Singapore Shuts Falcon Bank, Fines DBS, UBS Amid 1MDB Probe

Singapores central bank is shuttering Falcon Private Bank in the city-state on anti-money laundering breaches, the second bank to lose its license amid a probe on fund flows linked to 1Malaysia Development Bhd. or 1MDB.

The Monetary Authority of Singapore is withdrawing the merchant bank status of the Swiss private bank and said the local branch manager, Jens Sturzenegger, was arrested by the city-states Commercial Affairs Department on Oct. 5. The central bank also fined UBS Group AG and DBS Group Holdings Ltd.

The decision on Falcon follows “serious failures in anti-money laundering controls and improper conduct by senior management at the head office in Switzerland as well as the Singapore Branch, the MAS said.

Singapore has vowed stronger action after the central bank found anti-money laundering lapses at financial-services companies linked to 1MDB. The city-state said in May it would revoke the license of the local unit of BSI SA and in July rebuked four banks — including Falcon, UBS and DBS — for lapses in controls, and announced the seizure of S$240 million ($175 million) in assets linked to the alleged fraud.

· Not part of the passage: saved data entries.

//! Kanban domain model.
//!
//! # Responsibility
//! - Define the plain records for boards, columns and cards.
//! - Keep records free of storage handles; repositories return owned values.
//!
//! # Invariants
//! - Every record carries an internal sequential `id` and a stable
//!   `external_id` that never changes after creation.
//! - `position` values are zero-based and scoped to the parent record.

pub mod board;
pub mod card;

Swiss prosecutors and U.S. authorities are also digging into how billions of dollars may have been diverted from 1MDB, which was intended to fund development projects across Malaysia.

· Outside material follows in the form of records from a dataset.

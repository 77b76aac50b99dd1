//! Kanban storage bootstrap.
//!
//! # Responsibility
//! - Turn a [`DatabaseConfig`](crate::config::DatabaseConfig) or a raw
//!   backend kind into a ready SQLite connection.
//! - Own the embedded board/column/card schema and its migration runner.
//!
//! # Invariants
//! - Schema version is tracked via `PRAGMA user_version`.
//! - Hierarchy repositories only see connections returned from this module.

use crate::config::ConfigError;
use std::error::Error;
use std::fmt::{Display, Formatter};

pub mod migrations;
mod open;

pub use open::{open_db, open_db_from_kind, open_db_in_memory, open_db_with_config};

/// Result type used by storage bootstrap.
pub type DbResult<T> = Result<T, DbError>;

/// Errors raised while opening or migrating kanban storage.
#[derive(Debug)]
pub enum DbError {
    /// Backend selection was rejected before any connection was opened.
    Config(ConfigError),
    /// SQLite call failed.
    Sqlite(rusqlite::Error),
    /// The database was written by a newer schema than this build knows.
    UnsupportedSchemaVersion {
        db_version: u32,
        latest_supported: u32,
    },
}

impl DbError {
    /// Returns `true` when SQLite reported the database as locked by another
    /// connection past the busy timeout.
    pub fn is_busy(&self) -> bool {
        matches!(
            self,
            Self::Sqlite(rusqlite::Error::SqliteFailure(failure, _))
                if failure.code == rusqlite::ErrorCode::DatabaseBusy
        )
    }
}

impl Display for DbError {
    fn fmt(&self, f: &mut Formatter<'_>) -> std::fmt::Result {
        match self {
            Self::Config(err) => write!(f, "invalid storage config: {err}"),
            Self::Sqlite(err) => write!(f, "{err}"),
            Self::UnsupportedSchemaVersion {
                db_version,
                latest_supported,
            } => write!(
                f,
                "kanban schema version {db_version} is newer than supported {latest_supported}"
            ),
        }
    }
}

impl Error for DbError {
    fn source(&self) -> Option<&(dyn Error + 'static)> {
        match self {
            Self::Config(err) => Some(err),
            Self::Sqlite(err) => Some(err),
            Self::UnsupportedSchemaVersion { .. } => None,
        }
    }
}

impl From<ConfigError> for DbError {
    fn from(value: ConfigError) -> Self {
        Self::Config(value)
    }
}

impl From<rusqlite::Error> for DbError {
    fn from(value: rusqlite::Error) -> Self {
        Self::Sqlite(value)
    }
}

The MAS has imposed financial penalties amounting to S$4.3 million on 14 breaches relating to its anti-money laundering rules. DBS was fined S$1 million and UBS S$1.3 million on lapses by specific bank officers, the regulator said, adding that it has completed its inspections of the two banks relating to 1MDB fund flows.

UBS and DBS said they will strengthen controls and take actions against employees responsible for the lapses. A person answering the phone at Falcons office in Singapore declined to comment. The bank said in March it has nothing to hide from regulators probing possible financial irregularities at the Malaysian state fund.

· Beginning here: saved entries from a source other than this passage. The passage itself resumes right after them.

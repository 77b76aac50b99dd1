//! Board and column records.
//!
//! # Invariants
//! - A board owns at least one column while it is active.
//! - Column positions are dense within one board: `0..n`.

use serde::{Deserialize, Serialize};
use uuid::Uuid;

/// Internal sequential board identifier used for relations.
pub type BoardId = i64;

/// Internal sequential column identifier used for relations.
pub type ColumnId = i64;

/// Stable public identifier shared by every record kind.
pub type ExternalId = Uuid;

/// Titles of the columns every new board starts with, in position order.
pub const DEFAULT_COLUMN_TITLES: [&str; 3] = ["To Do", "In Progress", "Done"];

/// Top-level container of an ordered list of columns.
#[derive(Debug, Clone, PartialEq, Eq, Serialize, Deserialize)]
pub struct Board {
    pub id: BoardId,
    pub external_id: ExternalId,
    pub name: String,
    pub description: Option<String>,
    /// Epoch ms creation timestamp.
    pub created_at: i64,
    /// Epoch ms timestamp of the last successful mutation.
    pub updated_at: i64,
    /// `false` once the board has been soft-deleted.
    pub is_active: bool,
}

/// Ordered container of cards within one board.
#[derive(Debug, Clone, PartialEq, Eq, Serialize, Deserialize)]
pub struct Column {
    pub id: ColumnId,
    pub external_id: ExternalId,
    pub title: String,
    /// Zero-based order key within the owning board.
    pub position: u32,
    pub board_id: BoardId,
    pub created_at: i64,
    pub updated_at: i64,
}

/// Board returned from creation together with its default columns.
#[derive(Debug, Clone, PartialEq, Eq)]
pub struct BoardWithColumns {
    pub board: Board,
    /// Columns ordered by position.
    pub columns: Vec<Column>,
}
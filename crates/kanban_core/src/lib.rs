//! Core domain logic for kanban boards.
//! This crate is the single source of truth for board/column/card invariants.

pub mod config;
pub mod db;
pub mod logging;
pub mod model;
pub mod repo;
pub mod service;
pub mod view;

pub use config::{ConfigError, DatabaseConfig, StorageBackend};
pub use logging::{default_log_level, init_logging, logging_status};
pub use model::board::{
    Board, BoardId, BoardWithColumns, Column, ColumnId, ExternalId, DEFAULT_COLUMN_TITLES,
};
pub use model::card::{Card, CardId, CardPatch, NewCard, Priority};
pub use repo::hierarchy_repo::{
    HierarchyRepository, RepoError, RepoResult, SqliteKanbanRepository,
};
pub use service::kanban_service::KanbanService;
pub use view::board_view::{assemble_board_view, BoardView, CardView, ColumnView};

/// Returns the core crate version.
pub fn core_version() -> &'static str {
    env!("CARGO_PKG_VERSION")
}

#[cfg(test)]
mod tests {
    use super::core_version;

    #[test]
    fn version_is_not_empty() {
        assert!(!core_version().is_empty());
    }
}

The boards and senior management at banks “must set the tone from the top that profits do not come before right conduct,” MAS Managing Director Ravi Menon said in the statement.
“MAS will work closely with the industry to ensure that standards are kept high and will take strong deterrent actions against institutions that fall short.

1MDB has consistently denied wrongdoing and Malaysias government has said it will cooperate with lawful investigations of local companies or its citizens in relation to the fund. Singapore has criminally charged four people, including three former BSI bankers for their roles in transactions and money flows linked to 1MDB.